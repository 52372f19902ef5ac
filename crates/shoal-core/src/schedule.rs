//! The scheduler boundary used by strategies with periodic work.
//!
//! The discrete-event scheduler itself lives outside this framework.
//! Strategies only see this trait: they ask for a periodic callback in
//! `on_start`, keep the returned [`CancelHandle`], and hand it back in
//! `on_stop`. Whoever owns the strategy routes due handles to
//! `on_scheduled`.

use crate::id::{CancelHandle, TickId};

/// Registration and cancellation of periodic callbacks.
///
/// Implementations must be deterministic: callbacks due on the same tick
/// fire in registration order.
pub trait Scheduler {
    /// The current tick.
    fn now(&self) -> TickId;

    /// Register a callback that fires every `period` ticks, first at
    /// `now() + period`. A `period` of zero is treated as one.
    fn schedule_every(&mut self, period: u64) -> CancelHandle;

    /// Stop all future invocations of `handle`.
    ///
    /// Returns `false` if the handle was unknown or already cancelled.
    fn cancel(&mut self, handle: CancelHandle) -> bool;
}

......

WHAT IS NEEDED:
Show every line in the entries where the string "callbacks" occurs.

TASK RESULT:
/// Registration and cancellation of periodic callbacks.
/// Implementations must be deterministic: callbacks due on the same tick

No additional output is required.